I'm coming from AWS and still learning how IAM/Policies work in GCP. In AWS, if I wanted to grant a role access to multiple buckets I would do something like this in terraform:
data "aws_iam_policy_document" "policy" {
statement {
actions = [
"s3:Get*"
]
resources = [
"${var.bucket1_arn}/*",
"${var.bucket2_arn}/*",
"${var.bucket3_arn}/*",
]
}
}
resource "aws_iam_policy" "policy" {
name = "my-policy"
policy = data.aws_iam_policy_document.policy.json
}
resource "aws_iam_role_policy_attachment" "policy_attachment" {
policy_arn = aws_iam_policy.policy.arn
role = ${var.role_name}
}
I've been trying to figure out how to do it in GCP, but all I've found so far is that I need to attach a policy to each bucket individually, like so:
data "google_iam_policy" "policy" {
binding {
role = "roles/storage.objectViewer"
members = [
"serviceAccount:${service_account}",
]
}
}
resource "google_storage_bucket_iam_policy" "bucket_1" {
bucket = google_storage_bucket.bucket_1.name
policy_data = data.google_iam_policy.policy.policy_data
}
resource "google_storage_bucket_iam_policy" "bucket_2" {
bucket = google_storage_bucket.bucket_2.name
policy_data = data.google_iam_policy.policy.policy_data
}
resource "google_storage_bucket_iam_policy" "bucket_3" {
bucket = google_storage_bucket.bucket_3.name
policy_data = data.google_iam_policy.policy.policy_data
}
Is this the correct way (or best practice?) to grant a service account access to multiple buckets?

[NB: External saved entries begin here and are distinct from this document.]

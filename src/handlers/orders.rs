use axum::{
    extract::{Path, State},
    http::StatusCode,
    response::Json,
};
use chrono::{DateTime, Utc};
use rust_decimal::Decimal;
use serde::{Deserialize, Serialize};
use utoipa::ToSchema;
use uuid::Uuid;

use crate::auth::AuthUser;
use crate::entities::{order, order_item};
use crate::errors::ServiceError;
use crate::services::checkout::PlaceOrderRequest;
use crate::{ApiResponse, AppState};

#[derive(Debug, Clone, Serialize, Deserialize, ToSchema)]
pub struct OrderResponse {
    pub order_id: Uuid,
    pub order_number: String,
    pub status: String,
    pub fulfillment_type: String,
    pub currency: String,
    pub subtotal: Decimal,
    pub tax_amount: Decimal,
    pub delivery_fee: Decimal,
    pub total_amount: Decimal,
    pub address_snapshot: String,
    #[serde(skip_serializing_if = "Option::is_none")]
    pub status_reason: Option<String>,
    pub refunded: bool,
    pub order_time: DateTime<Utc>,
    #[serde(skip_serializing_if = "Option::is_none")]
    pub estimated_ready_time: Option<DateTime<Utc>>,
    #[serde(skip_serializing_if = "Option::is_none")]
    pub estimated_delivery_time: Option<DateTime<Utc>>,
    #[serde(skip_serializing_if = "Option::is_none")]
    pub accepted_at: Option<DateTime<Utc>>,
    #[serde(skip_serializing_if = "Option::is_none")]
    pub ready_at: Option<DateTime<Utc>>,
    #[serde(skip_serializing_if = "Option::is_none")]
    pub finalized_at: Option<DateTime<Utc>>,
}

#[derive(Debug, Clone, Serialize, Deserialize, ToSchema)]
pub struct OrderItemResponse {
    pub menu_item_id: Uuid,
    pub name: String,
    pub quantity: i32,
    pub unit_price: Decimal,
    pub line_total: Decimal,
}

#[derive(Debug, Serialize, ToSchema)]
pub struct OrderDetailResponse {
    #[serde(flatten)]
    pub order: OrderResponse,
    pub items: Vec<OrderItemResponse>,
}

pub(crate) fn map_order(model: &order::Model) -> OrderResponse {
    OrderResponse {
        order_id: model.id,
        order_number: model.order_number.clone(),
        status: model.status.as_str().to_string(),
        fulfillment_type: model.fulfillment_type.as_str().to_string(),
        currency: model.currency.clone(),
        subtotal: model.subtotal,
        tax_amount: model.tax_amount,
        delivery_fee: model.delivery_fee,
        total_amount: model.total_amount,
        address_snapshot: model.address_snapshot.clone(),
        status_reason: model.status_reason.clone(),
        refunded: model.refunded,
        order_time: model.order_time,
        estimated_ready_time: model.estimated_ready_time,
        estimated_delivery_time: model.estimated_delivery_time,
        accepted_at: model.accepted_at,
        ready_at: model.ready_at,
        finalized_at: model.finalized_at,
    }
}

fn map_order_item(model: &order_item::Model) -> OrderItemResponse {
    OrderItemResponse {
        menu_item_id: model.menu_item_id,
        name: model.name.clone(),
        quantity: model.quantity,
        unit_price: model.unit_price,
        line_total: model.line_total,
    }
}

/// Place an order: validate, price, resolve delivery, charge, persist.
#[utoipa::path(
    post,
    path = "/api/v1/orders",
    request_body = PlaceOrderRequest,
    responses(
        (status = 201, description = "Order placed", body = ApiResponse<OrderResponse>),
        (status = 400, description = "Malformed request", body = crate::errors::ErrorResponse),
        (status = 402, description = "Payment declined", body = crate::errors::ErrorResponse),
        (status = 404, description = "Truck, item, or address not found", body = crate::errors::ErrorResponse),
        (status = 409, description = "Availability, delivery, or truck-status conflict", body = crate::errors::ErrorResponse),
    ),
    tag = "orders"
)]
pub async fn place_order(
    State(state): State<AppState>,
    auth_user: AuthUser,
    Json(request): Json<PlaceOrderRequest>,
) -> Result<(StatusCode, Json<ApiResponse<OrderResponse>>), ServiceError> {
    if !auth_user.is_customer() {
        return Err(ServiceError::Forbidden(
            "Only customers can place orders".to_string(),
        ));
    }

    let order = state
        .services
        .checkout
        .place_order(auth_user.id, request)
        .await?;

    Ok((
        StatusCode::CREATED,
        Json(ApiResponse::success(map_order(&order))),
    ))
}

/// List the calling customer's orders, newest first.
#[utoipa::path(
    get,
    path = "/api/v1/orders/me",
    responses(
        (status = 200, description = "Orders for the calling customer", body = ApiResponse<Vec<OrderResponse>>),
    ),
    tag = "orders"
)]
pub async fn list_my_orders(
    State(state): State<AppState>,
    auth_user: AuthUser,
) -> Result<Json<ApiResponse<Vec<OrderResponse>>>, ServiceError> {
    if !auth_user.is_customer() {
        return Err(ServiceError::Forbidden(
            "Only customers can list their orders".to_string(),
        ));
    }

    let orders = state
        .services
        .order_queries
        .list_for_customer(auth_user.id)
        .await?;

    Ok(Json(ApiResponse::success(
        orders.iter().map(map_order).collect(),
    )))
}

/// Fetch one of the calling customer's orders, including line snapshots.
#[utoipa::path(
    get,
    path = "/api/v1/orders/me/{order_id}",
    params(("order_id" = Uuid, Path, description = "Order id")),
    responses(
        (status = 200, description = "Order detail", body = ApiResponse<OrderDetailResponse>),
        (status = 403, description = "Not the caller's order", body = crate::errors::ErrorResponse),
        (status = 404, description = "Order not found", body = crate::errors::ErrorResponse),
    ),
    tag = "orders"
)]
pub async fn get_my_order(
    State(state): State<AppState>,
    auth_user: AuthUser,
    Path(order_id): Path<Uuid>,
) -> Result<Json<ApiResponse<OrderDetailResponse>>, ServiceError> {
    let (order, items) = state
        .services
        .order_queries
        .get_for_customer(auth_user.id, order_id)
        .await?;

    Ok(Json(ApiResponse::success(OrderDetailResponse {
        order: map_order(&order),
        items: items.iter().map(map_order_item).collect(),
    })))
}

/// Ask the operator to cancel an accepted order.
#[utoipa::path(
    post,
    path = "/api/v1/orders/me/{order_id}/request_cancellation",
    params(("order_id" = Uuid, Path, description = "Order id")),
    responses(
        (status = 200, description = "Cancellation requested", body = ApiResponse<OrderResponse>),
        (status = 409, description = "Order is not in the accepted state", body = crate::errors::ErrorResponse),
    ),
    tag = "orders"
)]
pub async fn request_cancellation(
    State(state): State<AppState>,
    auth_user: AuthUser,
    Path(order_id): Path<Uuid>,
) -> Result<Json<ApiResponse<OrderResponse>>, ServiceError> {
    if !auth_user.is_customer() {
        return Err(ServiceError::Forbidden(
            "Only customers can request cancellation".to_string(),
        ));
    }

    let order = state
        .services
        .order_status
        .request_cancellation(auth_user.id, order_id)
        .await?;

    Ok(Json(ApiResponse::success(map_order(&order))))
}
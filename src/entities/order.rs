use async_trait::async_trait;
use chrono::{DateTime, Utc};
use rust_decimal::Decimal;
use sea_orm::entity::prelude::*;
use sea_orm::{ActiveValue, Set};
use serde::{Deserialize, Serialize};
use uuid::Uuid;

/// An order header. Created exactly once by checkout inside a single commit;
/// mutated only by the status service afterwards; never deleted.
///
/// Money columns are derived from the catalog at checkout and satisfy
/// `total_amount == subtotal + tax_amount + delivery_fee` at all times.
/// `charge_id` is set at most once and never cleared.
#[derive(Clone, Debug, PartialEq, DeriveEntityModel, Serialize, Deserialize)]
#[sea_orm(table_name = "orders")]
pub struct Model {
    #[sea_orm(primary_key, auto_increment = false)]
    pub id: Uuid,
    #[sea_orm(unique)]
    pub order_number: String,
    pub customer_id: Uuid,
    pub food_truck_id: Uuid,
    pub fulfillment_type: FulfillmentType,
    pub status: OrderStatus,
    pub currency: String,
    #[sea_orm(column_type = "Decimal(Some((10, 2)))")]
    pub subtotal: Decimal,
    #[sea_orm(column_type = "Decimal(Some((10, 2)))")]
    pub tax_amount: Decimal,
    #[sea_orm(column_type = "Decimal(Some((10, 2)))")]
    pub delivery_fee: Decimal,
    #[sea_orm(column_type = "Decimal(Some((10, 2)))")]
    pub total_amount: Decimal,
    /// Postal address frozen at order time (pickup: the truck's address).
    pub address_snapshot: String,
    #[sea_orm(nullable)]
    pub charge_id: Option<String>,
    pub refunded: bool,
    #[sea_orm(nullable)]
    pub status_reason: Option<String>,
    pub order_time: DateTime<Utc>,
    pub accepted_at: Option<DateTime<Utc>>,
    pub ready_at: Option<DateTime<Utc>>,
    pub finalized_at: Option<DateTime<Utc>>,
    pub estimated_ready_time: Option<DateTime<Utc>>,
    pub estimated_delivery_time: Option<DateTime<Utc>>,
    pub created_at: DateTime<Utc>,
    pub updated_at: Option<DateTime<Utc>>,
}

#[derive(Copy, Clone, Debug, EnumIter, DeriveRelation)]
pub enum Relation {
    #[sea_orm(has_many = "super::order_item::Entity")]
    OrderItems,
    #[sea_orm(
        belongs_to = "super::food_truck::Entity",
        from = "Column::FoodTruckId",
        to = "super::food_truck::Column::Id"
    )]
    FoodTruck,
}

impl Related<super::order_item::Entity> for Entity {
    fn to() -> RelationDef {
        Relation::OrderItems.def()
    }
}

impl Related<super::food_truck::Entity> for Entity {
    fn to() -> RelationDef {
        Relation::FoodTruck.def()
    }
}

#[async_trait]
impl ActiveModelBehavior for ActiveModel {
    async fn before_save<C: ConnectionTrait>(self, _db: &C, insert: bool) -> Result<Self, DbErr>
    where
        C: ConnectionTrait,
    {
        let mut active_model = self;
        let now = Utc::now();

        if insert {
            if let ActiveValue::NotSet = active_model.created_at {
                active_model.created_at = Set(now);
            }
        }
        if let ActiveValue::NotSet = active_model.updated_at {
            active_model.updated_at = Set(Some(now));
        }

        Ok(active_model)
    }
}

#[derive(
    Debug, Clone, Copy, PartialEq, Eq, Serialize, Deserialize, EnumIter, DeriveActiveEnum, utoipa::ToSchema,
)]
#[sea_orm(rs_type = "String", db_type = "String(StringLen::N(20))")]
#[serde(rename_all = "snake_case")]
pub enum FulfillmentType {
    #[sea_orm(string_value = "pickup")]
    Pickup,
    #[sea_orm(string_value = "delivery")]
    Delivery,
}

impl FulfillmentType {
    pub fn as_str(&self) -> &'static str {
        match self {
            FulfillmentType::Pickup => "pickup",
            FulfillmentType::Delivery => "delivery",
        }
    }
}

/// Order lifecycle states. The legal moves between them live in
/// `services::order_status::is_valid_transition`.
#[derive(
    Debug, Clone, Copy, PartialEq, Eq, Hash, Serialize, Deserialize, EnumIter, DeriveActiveEnum, utoipa::ToSchema,
)]
#[sea_orm(rs_type = "String", db_type = "String(StringLen::N(32))")]
#[serde(rename_all = "snake_case")]
pub enum OrderStatus {
    #[sea_orm(string_value = "pending_confirmation")]
    PendingConfirmation,
    #[sea_orm(string_value = "accepted")]
    Accepted,
    #[sea_orm(string_value = "preparing")]
    Preparing,
    #[sea_orm(string_value = "ready_for_pickup")]
    ReadyForPickup,
    #[sea_orm(string_value = "out_for_delivery")]
    OutForDelivery,
    #[sea_orm(string_value = "completed")]
    Completed,
    #[sea_orm(string_value = "delivered")]
    Delivered,
    #[sea_orm(string_value = "cancellation_requested")]
    CancellationRequested,
    #[sea_orm(string_value = "rejected")]
    Rejected,
    #[sea_orm(string_value = "cancelled")]
    Cancelled,
}

impl OrderStatus {
    pub fn as_str(&self) -> &'static str {
        match self {
            OrderStatus::PendingConfirmation => "pending_confirmation",
            OrderStatus::Accepted => "accepted",
            OrderStatus::Preparing => "preparing",
            OrderStatus::ReadyForPickup => "ready_for_pickup",
            OrderStatus::OutForDelivery => "out_for_delivery",
            OrderStatus::Completed => "completed",
            OrderStatus::Delivered => "delivered",
            OrderStatus::CancellationRequested => "cancellation_requested",
            OrderStatus::Rejected => "rejected",
            OrderStatus::Cancelled => "cancelled",
        }
    }

    /// Absorbing states: no transition leads out of these.
    pub fn is_terminal(&self) -> bool {
        matches!(
            self,
            OrderStatus::Completed
                | OrderStatus::Delivered
                | OrderStatus::Rejected
                | OrderStatus::Cancelled
        )
    }

    /// States whose entry triggers a compensating refund.
    pub fn requires_refund(&self) -> bool {
        matches!(self, OrderStatus::Rejected | OrderStatus::Cancelled)
    }

    /// States whose entry requires an operator-supplied reason.
    pub fn requires_reason(&self) -> bool {
        matches!(self, OrderStatus::Rejected | OrderStatus::Cancelled)
    }
}

impl std::fmt::Display for OrderStatus {
    fn fmt(&self, f: &mut std::fmt::Formatter<'_>) -> std::fmt::Result {
        f.write_str(self.as_str())
    }
}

Yes, Google IAM is resource-centric (my understanding that AWS flips this and is identity-centric), you apply policies to resources.
Because the container (i.e. a Project) may contain many Buckets, you're only alternative is to apply the binding to the Project itself but then, every Bucket in the Project will have the binding.
The approach you're taking yields precision (only those buckets granted the role have it) albeit slightly onerous for the role binding phase (something done infrequently).